Abstract:
The relentless advance of computer technology, a gift of Moore's Law, and the data deluge available via the Internet and other sources, has been a gift to both scientific research and business/industry. Researchers in many fields are hard at work exploiting this data. The discipline of "machine learning," for instance, attempts to automatically classify, interpret and find patterns in big data. It has applications as diverse as supernova astronomy, protein molecule analysis, cybersecurity, medicine and finance. However, with this opportunity comes the danger of "statistical overfitting," namely attempting to find patterns in data beyond prudent limits, thus producing results that are statistically meaningless.
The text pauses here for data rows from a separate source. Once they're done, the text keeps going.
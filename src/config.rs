//! Room-split run configuration.

use serde::{Deserialize, Serialize};

use crate::error::ValidationError;
use crate::search::{SearchParams, PERMUTATION_LIMIT};

/// Accepted range for [`SplitConfig::max_tries`].
pub const MAX_TRIES_RANGE: std::ops::RangeInclusive<usize> = 50..=10_000;

/// Which search strategy a run uses.
#[derive(Debug, Clone, Copy, PartialEq, Eq, Hash, Default, Serialize, Deserialize)]
#[serde(rename_all = "snake_case")]
pub enum Strategy {
    /// Recursive capacity bisection with randomized restarts.
    #[default]
    Bisection,
    /// Proportional slicing over shuffled room orders.
    Shuffle,
    /// Proportional slicing over every room order.
    Permutations,
}

/// Parameters of a room-split run.
///
/// Every field has a default, so partial JSON documents deserialize.
///
/// # Examples
///
/// ```
/// use u_seating::config::{SplitConfig, Strategy};
///
/// let config = SplitConfig::default()
///     .with_max_tries(200)
///     .with_strategy(Strategy::Shuffle)
///     .with_seed(42);
/// assert!(config.validate().is_ok());
/// assert_eq!(config.min_ratio, 0.3);
/// assert!(config.commit);
/// ```
#[derive(Debug, Clone, PartialEq, Serialize, Deserialize)]
#[serde(default)]
pub struct SplitConfig {
    /// Attempt budget for the randomized strategies.
    pub max_tries: usize,
    /// Lowest acceptable overall occupancy ratio.
    pub min_ratio: f64,
    /// Highest acceptable occupancy ratio, overall and per room.
    pub max_ratio: f64,
    /// Stop once a split scores at or below this; `None` means the room count.
    pub best_score: Option<u32>,
    /// Search strategy.
    pub strategy: Strategy,
    /// Validate the exam without searching.
    pub check_only: bool,
    /// Persist the winning assignment.
    pub commit: bool,
    /// RNG seed for reproducible runs.
    pub seed: Option<u64>,
    /// Maximum room count for [`Strategy::Permutations`].
    pub permutation_limit: usize,
}

impl Default for SplitConfig {
    fn default() -> Self {
        Self {
            max_tries: 1000,
            min_ratio: 0.3,
            max_ratio: 0.5,
            best_score: None,
            strategy: Strategy::Bisection,
            check_only: false,
            commit: true,
            seed: None,
            permutation_limit: PERMUTATION_LIMIT,
        }
    }
}

impl SplitConfig {
    /// Sets the attempt budget.
    pub fn with_max_tries(mut self, max_tries: usize) -> Self {
        self.max_tries = max_tries;
        self
    }

    /// Sets the accepted occupancy ratio range.
    pub fn with_ratio_range(mut self, min_ratio: f64, max_ratio: f64) -> Self {
        self.min_ratio = min_ratio;
        self.max_ratio = max_ratio;
        self
    }

    /// Sets the early-exit score threshold.
    pub fn with_best_score(mut self, best_score: u32) -> Self {
        self.best_score = Some(best_score);
        self
    }

    /// Sets the search strategy.
    pub fn with_strategy(mut self, strategy: Strategy) -> Self {
        self.strategy = strategy;
        self
    }

    /// Validate only; no search, nothing persisted.
    pub fn with_check_only(mut self, check_only: bool) -> Self {
        self.check_only = check_only;
        self
    }

    /// Whether to persist the result.
    pub fn with_commit(mut self, commit: bool) -> Self {
        self.commit = commit;
        self
    }

    /// Sets the RNG seed.
    pub fn with_seed(mut self, seed: u64) -> Self {
        self.seed = Some(seed);
        self
    }

    /// Sets the room limit for exhaustive search.
    pub fn with_permutation_limit(mut self, limit: usize) -> Self {
        self.permutation_limit = limit;
        self
    }

    /// Checks that the parameters are usable.
    ///
    /// # Errors
    ///
    /// [`ValidationError::InvalidConfig`] describing the first bad field.
    pub fn validate(&self) -> Result<(), ValidationError> {
        let invalid = |msg: String| Err(ValidationError::InvalidConfig(msg));
        if !MAX_TRIES_RANGE.contains(&self.max_tries) {
            return invalid(format!(
                "max_tries must be between {} and {} (got {})",
                MAX_TRIES_RANGE.start(),
                MAX_TRIES_RANGE.end(),
                self.max_tries
            ));
        }
        for (field, value) in [("min_ratio", self.min_ratio), ("max_ratio", self.max_ratio)] {
            if !value.is_finite() || value <= 0.0 {
                return invalid(format!("{field} must be a positive number (got {value})"));
            }
        }
        if self.min_ratio > self.max_ratio {
            return invalid(format!(
                "min_ratio {} is greater than max_ratio {}",
                self.min_ratio, self.max_ratio
            ));
        }
        if self.best_score == Some(0) {
            return invalid("best_score must be positive".to_string());
        }
        Ok(())
    }

    /// Search limits for a run over `num_rooms` rooms.
    pub fn search_params(&self, num_rooms: usize) -> SearchParams {
        let best_score = self
            .best_score
            .unwrap_or_else(|| u32::try_from(num_rooms).unwrap_or(u32::MAX));
        SearchParams::new(self.max_tries, best_score).with_max_ratio(self.max_ratio)
    }

    /// Parses a configuration from JSON; missing fields take their defaults.
    ///
    /// # Errors
    ///
    /// [`ValidationError::InvalidConfig`] if the document does not parse.
    #[cfg(feature = "json")]
    pub fn from_json(json: &str) -> Result<Self, ValidationError> {
        serde_json::from_str(json).map_err(|e| ValidationError::InvalidConfig(e.to_string()))
    }
}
The problem of statistical overfitting has recently been highlighted in mathematical finance. A just-published paper by the present author, Jonathan Borwein, Marcos Lopez de Prado and Jim Zhu, entitled "Pseudo-Mathematics and Financial Charlatanism," draws into question the present practice of using historical stock market data to "backtest" a new proposed investment strategy or exchange-traded fund. We demonstrate that in fact it is very easy to overfit stock market data, given powerful computer technology available, and, further, without disclosure of how many variations were tried in the design of a proposed investment strategy, it is impossible for potential investors to know if the strategy has been overfit. Hence, many published backtests are probably invalid, and this may explain why so many proposed investment strategies, which look great on paper, later fall flat when actually deployed.
In general, we argue that not only do those who directly deal with "big data" need to be better aware of the methodological and statistical pitfalls of analyzing this data, but those who observe these problems of this sort arising in their profession need to be more vocal about them. Otherwise, to quote our "Pseudo-Mathematics" paper, "Our silence is consent, making us accomplices in these abuses."